Dalam upaya pengendalian perubahan iklim global, Indonesia menargetkan pada tahun 2030 bisa menyimpan 140 juta ton karbon dari sektor kehutanan. Namun, untuk target emisi karbon dari sektor energi masih sulit tercapai.

Menjelang perhelatan Konferensi Para Pihak atau Conference of Parties (COP) ke-26 United Nations Framework Convention on Climate Change (UNFCCC). Menteri Lingkungan Hidup dan Kehutanan (LHK), Siti Nurbaya, menjelaskan Indonesia akan memberikan kontribusi terbaik bersama negara lain untuk mencapai target dalam upaya pengendalian perubahan iklim global.

Langkah-langkah itu berkaitan dengan National Determination Contributions (NDC) Indonesia. Kata Siti, dalam penghitungan angka-angka emisi karbon dari segala sektor. Sektor hutan Indonesia akan mencapai karbon netral pada tahun 2030.

"Pada tahun 2030 itu sudah bisa netral. Bahkan sudah positif bisa menyimpan karbon sebanyak 140 juta ton," kata Siti, Senin (31/5).

BACA JUGA: Atasi Perubahan Iklim, Indonesia Dorong Sejumlah Proyek Emisi Nol Karbon 

Namun, Indonesia memiliki persoalan di sektor energi terkait emisi karbon. Target yang ingin dicapai pada sektor energi relatif lebih berat karena terdapat kebutuhan akan investasi dan teknologi cukup besar serta dukungan kerja sama teknis internasional dan sektor swasta. Misalnya dari hitungan-hitungan besarnya jumlah listrik dalam Giga Watt hour (GWh) yang akan terpengaruh harus dihitung dengan baik. Menurut Siti, ada hak yang harus diperhatikan ketika sektor energi dapat atau tidak dipenuhi oleh energi terbarukan.

"Kalau negara sejahtera konsumsi listrik harus di atas 3.500 sampai 5.400 KVA (kilo volt ampere). Kita baru 1040 sampai 1300 KVA. Jadi kita mesti kerja keras," ujar Siti.
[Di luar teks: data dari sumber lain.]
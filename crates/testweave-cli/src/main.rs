mod atomic;
mod registry;
mod scenario;
mod settings;

use std::path::{Path, PathBuf};
use std::sync::Arc;
use std::time::Instant;

use clap::{Args, Parser, Subcommand};
use thiserror::Error;

use testweave_context::ContextStore;
use testweave_core::new_id;
use testweave_eval::{
    ComplianceValidator, EvalError, ValidationContext, read_context, read_records, render_report,
};
use testweave_generate::{GenerationOrchestrator, SampleDataGenerator};
use testweave_rules::{RuleSet, ValidationReport, load_rule_set, rule_set_json_schema};

use registry::{RunContext, RunInputs, init_logging, start_run, write_validation};
use scenario::{ScenarioError, read_scenario, run_scenario};
use settings::{DEFAULT_SETTINGS_FILE, Settings, SettingsError, load_settings, write_default_settings};

#[derive(Debug, Error)]
enum CliError {
    #[error("registry error: {0}")]
    Registry(#[from] registry::RegistryError),
    #[error("settings error: {0}")]
    Settings(#[from] SettingsError),
    #[error("validation input error: {0}")]
    Eval(#[from] EvalError),
    #[error("scenario error: {0}")]
    Scenario(#[from] ScenarioError),
    #[error("json error: {0}")]
    Json(#[from] serde_json::Error),
    #[error("io error: {0}")]
    Io(#[from] std::io::Error),
    #[error("invalid rule document: {0}")]
    InvalidRules(String),
    #[error("records are not compliant: score {score:.2} below threshold {threshold:.2}")]
    NotCompliant { score: f64, threshold: f64 },
}

#[derive(Parser, Debug)]
#[command(name = "testweave", version, about = "Testweave CLI")]
struct Cli {
    /// Settings file; defaults apply when it does not exist.
    #[arg(long, global = true, default_value = DEFAULT_SETTINGS_FILE)]
    config: PathBuf,
    #[command(subcommand)]
    command: Command,
}

#[derive(Subcommand, Debug)]
enum Command {
    /// Validate generated records against BPMN, API and business rules.
    Validate(ValidateArgs),
    /// Build, generate and resolve a context from a scenario file.
    Resolve(ResolveArgs),
    /// Print JSON Schemas.
    #[command(subcommand)]
    Schema(SchemaCommand),
    /// Write the default settings file.
    InitConfig(InitConfigArgs),
}

#[derive(Args, Debug)]
struct ValidateArgs {
    /// JSON array of records, or an object holding `records`.
    #[arg(long)]
    records: PathBuf,
    /// Validation context (bpmnContext/diagramId, apiContext/specId, businessRules, dataFlowGraph).
    #[arg(long)]
    context: Option<PathBuf>,
    /// Rule document merged into the context.
    #[arg(long)]
    rules: Option<PathBuf>,
    /// Extra directory receiving compliance.json and report.md.
    #[arg(long)]
    out: Option<PathBuf>,
    /// Output directory for runs; overrides the settings file.
    #[arg(long)]
    run_dir: Option<PathBuf>,
    /// Fail when the records are not compliant.
    #[arg(long, default_value_t = false)]
    strict: bool,
}

#[derive(Args, Debug)]
struct ResolveArgs {
    #[arg(long)]
    scenario: PathBuf,
}

#[derive(Subcommand, Debug)]
enum SchemaCommand {
    /// Rule-set document schema.
    Rules,
}

#[derive(Args, Debug)]
struct InitConfigArgs {
    /// Overwrite an existing settings file.
    #[arg(long, default_value_t = false)]
    force: bool,
}

#[tokio::main]
async fn main() -> Result<(), CliError> {
    let cli = Cli::parse();

    match cli.command {
        Command::Validate(args) => {
            let settings = load_settings(&cli.config)?;
            run_validate(args, settings)
        }
        Command::Resolve(args) => {
            let settings = load_settings(&cli.config)?;
            run_resolve(args, settings).await
        }
        Command::Schema(SchemaCommand::Rules) => {
            println!("{}", serde_json::to_string_pretty(&rule_set_json_schema())?);
            Ok(())
        }
        Command::InitConfig(args) => {
            write_default_settings(&cli.config, args.force)?;
            println!("wrote {}", cli.config.display());
            Ok(())
        }
    }
}

fn run_validate(args: ValidateArgs, settings: Settings) -> Result<(), CliError> {
    let ValidateArgs {
        records,
        context,
        rules,
        out,
        run_dir,
        strict,
    } = args;

    let run_ctx = RunContext {
        run_id: new_id("run"),
        started_at: chrono::Utc::now(),
        command: "validate".to_string(),
        strict,
        run_dir: run_dir.unwrap_or_else(|| settings.logging.run_dir.clone()),
        out,
        inputs: RunInputs {
            records: records.clone(),
            context: context.clone(),
            rules: rules.clone(),
        },
        settings: settings.clone(),
    };

    let run_paths = start_run(&run_ctx)?;
    let json_log = settings.logging.json_log.then_some(run_paths.logs_path.as_path());
    init_logging(&settings.logging.filter, json_log)?;

    tracing::info!(
        event = "run_started",
        run_id = %run_ctx.run_id,
        run_dir = %run_paths.root.display()
    );
    let timer = Instant::now();

    let data = read_records(&records)?;
    let mut validation_context = match &context {
        Some(path) => read_context(path)?,
        None => ValidationContext::default(),
    };
    if let Some(path) = &rules {
        let rule_set = read_rule_set(path)?;
        validation_context = merge_rule_set(validation_context, rule_set);
    }
    tracing::info!(event = "inputs_loaded", records = data.len());

    let validator = ComplianceValidator::new(settings.pipeline_options());
    let report = validator.validate_contextual_compliance(&data, &validation_context);
    let markdown = render_report(&report, settings.validation.max_examples);

    write_validation(&run_paths, &report, &markdown, run_ctx.out.as_deref())?;
    tracing::info!(event = "report_written", path = %run_paths.report_path.display());

    println!(
        "overall compliance {:.2} ({})",
        report.overall_compliance_score,
        if report.is_compliant { "compliant" } else { "not compliant" }
    );

    let duration_ms = timer.elapsed().as_millis();
    tracing::info!(
        event = "run_finished",
        compliant = report.is_compliant,
        duration_ms = duration_ms
    );

    if strict && !report.is_compliant {
        return Err(CliError::NotCompliant {
            score: report.overall_compliance_score,
            threshold: settings.validation.compliance_threshold,
        });
    }
    Ok(())
}

async fn run_resolve(args: ResolveArgs, settings: Settings) -> Result<(), CliError> {
    init_logging(&settings.logging.filter, None)?;

    let scenario = read_scenario(&args.scenario)?;
    let store = ContextStore::new();
    let orchestrator = GenerationOrchestrator::new(
        Arc::new(SampleDataGenerator::default()),
        settings.orchestrator_config(),
    );

    let outcome = run_scenario(&scenario, &store, &orchestrator).await?;
    println!("{}", serde_json::to_string_pretty(&outcome)?);
    Ok(())
}

fn read_rule_set(path: &Path) -> Result<RuleSet, CliError> {
    let raw = std::fs::read_to_string(path)?;
    let rules_json: serde_json::Value = serde_json::from_str(&raw)?;
    let schema = serde_json::to_value(rule_set_json_schema())?;

    let validated = load_rule_set(&rules_json, &schema)
        .map_err(|report| CliError::InvalidRules(describe_issues(&report)))?;
    for warning in &validated.warnings {
        tracing::warn!(code = %warning.code, path = %warning.path, "{}", warning.message);
    }
    Ok(validated.rule_set)
}

fn describe_issues(report: &ValidationReport) -> String {
    report
        .errors
        .iter()
        .map(|issue| format!("{} at {}: {}", issue.code, issue.path, issue.message))
        .collect::<Vec<_>>()
        .join("; ")
}

/// Append rule-document rules to the matching context sections, enabling a
/// section under the `default` source id when the context lacks it.
fn merge_rule_set(mut context: ValidationContext, rule_set: RuleSet) -> ValidationContext {
    let RuleSet {
        bpmn_rules,
        api_rules,
        business_rules,
        ..
    } = rule_set;

    if !bpmn_rules.is_empty() {
        match context.bpmn.as_mut() {
            Some(bpmn) => bpmn.rules.extend(bpmn_rules),
            None => context = context.with_bpmn("default", bpmn_rules),
        }
    }
    if !api_rules.is_empty() {
        match context.api.as_mut() {
            Some(api) => api.rules.extend(api_rules),
            None => context = context.with_api("default", api_rules),
        }
    }
    if !business_rules.is_empty() {
        match context.business_rules.as_mut() {
            Some(rules) => rules.extend(business_rules),
            None => context = context.with_business_rules(business_rules),
        }
    }
    context
}

#[cfg(test)]
mod tests {
    use clap::CommandFactory;
    use testweave_rules::{RuleType, ValidationRule};

    use super::*;

    #[test]
    fn cli_definition_is_consistent() {
        Cli::command().debug_assert();
    }

    #[test]
    fn validate_arguments_parse() {
        let cli = Cli::parse_from([
            "testweave",
            "validate",
            "--records",
            "records.json",
            "--context",
            "ctx.json",
            "--strict",
        ]);
        let Command::Validate(args) = cli.command else {
            panic!("expected validate");
        };
        assert_eq!(args.records, PathBuf::from("records.json"));
        assert_eq!(args.context, Some(PathBuf::from("ctx.json")));
        assert!(args.strict);
        assert_eq!(cli.config, PathBuf::from(DEFAULT_SETTINGS_FILE));
    }

    #[test]
    fn rule_documents_extend_existing_sections() {
        let context = ValidationContext::default()
            .with_bpmn("orders", vec![ValidationRule::new("status", RuleType::Required, "", "")]);
        let rule_set = RuleSet {
            bpmn_rules: vec![ValidationRule::new("channel", RuleType::Enum, "WEB", "")],
            business_rules: vec![ValidationRule::new(
                "positive",
                RuleType::Conditional,
                "total > 0",
                "",
            )],
            ..RuleSet::default()
        };

        let merged = merge_rule_set(context, rule_set);
        let bpmn = merged.bpmn.as_ref().expect("bpmn");
        assert_eq!(bpmn.source_id, "orders");
        assert_eq!(bpmn.rules.len(), 2);
        assert!(merged.api.is_none());
        assert_eq!(merged.business_rules.as_ref().map(Vec::len), Some(1));
    }
}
Emisi dari PLTU Batubara milik Indonesia Power di Suralaya, Banten. (Foto dok: Reuters). Indonesia perlu bekerja keras menurunkan emisi dari PLTU-PLTU dengan batu bara.
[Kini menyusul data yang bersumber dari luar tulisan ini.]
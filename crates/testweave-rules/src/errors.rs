use serde::Serialize;
use thiserror::Error;

/// Severity level for validation issues.
#[derive(Debug, Clone, Copy, PartialEq, Eq, Serialize)]
#[serde(rename_all = "snake_case")]
pub enum IssueSeverity {
    Error,
    Warning,
}

/// Structured validation issue with location and hint.
#[derive(Debug, Clone, PartialEq, Eq, Serialize)]
pub struct ValidationIssue {
    pub severity: IssueSeverity,
    pub code: String,
    pub path: String,
    pub message: String,
    #[serde(skip_serializing_if = "Option::is_none")]
    pub hint: Option<String>,
}

impl ValidationIssue {
    /// Create a new validation issue.
    pub fn new(
        severity: IssueSeverity,
        code: impl Into<String>,
        path: impl Into<String>,
        message: impl Into<String>,
        hint: Option<String>,
    ) -> Self {
        Self {
            severity,
            code: code.into(),
            path: path.into(),
            message: message.into(),
            hint,
        }
    }
}

/// Aggregated validation report with errors and warnings.
#[derive(Debug, Default, Clone, PartialEq, Eq, Serialize)]
pub struct ValidationReport {
    pub errors: Vec<ValidationIssue>,
    pub warnings: Vec<ValidationIssue>,
}

impl ValidationReport {
    /// Returns true when there are no errors.
    pub fn is_ok(&self) -> bool {
        self.errors.is_empty()
    }

    pub fn push_error(&mut self, issue: ValidationIssue) {
        self.errors.push(issue);
    }

    pub fn push_warning(&mut self, issue: ValidationIssue) {
        self.warnings.push(issue);
    }

    /// Merge another report into this one.
    pub fn merge(&mut self, other: ValidationReport) {
        self.errors.extend(other.errors);
        self.warnings.extend(other.warnings);
    }
}

/// Rule document errors that are not structural issues.
#[derive(Debug, Error)]
pub enum RulesError {
    #[error("json error: {0}")]
    Json(#[from] serde_json::Error),
    #[error("schema error: {0}")]
    Schema(String),
    #[error("io error: {0}")]
    Io(#[from] std::io::Error),
}

/// Result type for rule document operations.
pub type Result<T> = std::result::Result<T, RulesError>;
Siti melanjutkan, Presiden Joko Widodo telah memberikan arahan pada sektor energi harus disiapkan peta jalan atau roadmap untuk penurunan emisi dari batu bara yaitu langkah-langkah pengaturan pabrik Pembangkit Listrik Tenaga Uap (PLTU).

"Presiden sudah memerintahkan untuk dibuat peta jalan untuk bagaimana mengurangi PLTU-PLTU yang didukung (bahan bakar) batu bara," jelasnya.

Presiden COP-26, Alok Sharma (foto: dok).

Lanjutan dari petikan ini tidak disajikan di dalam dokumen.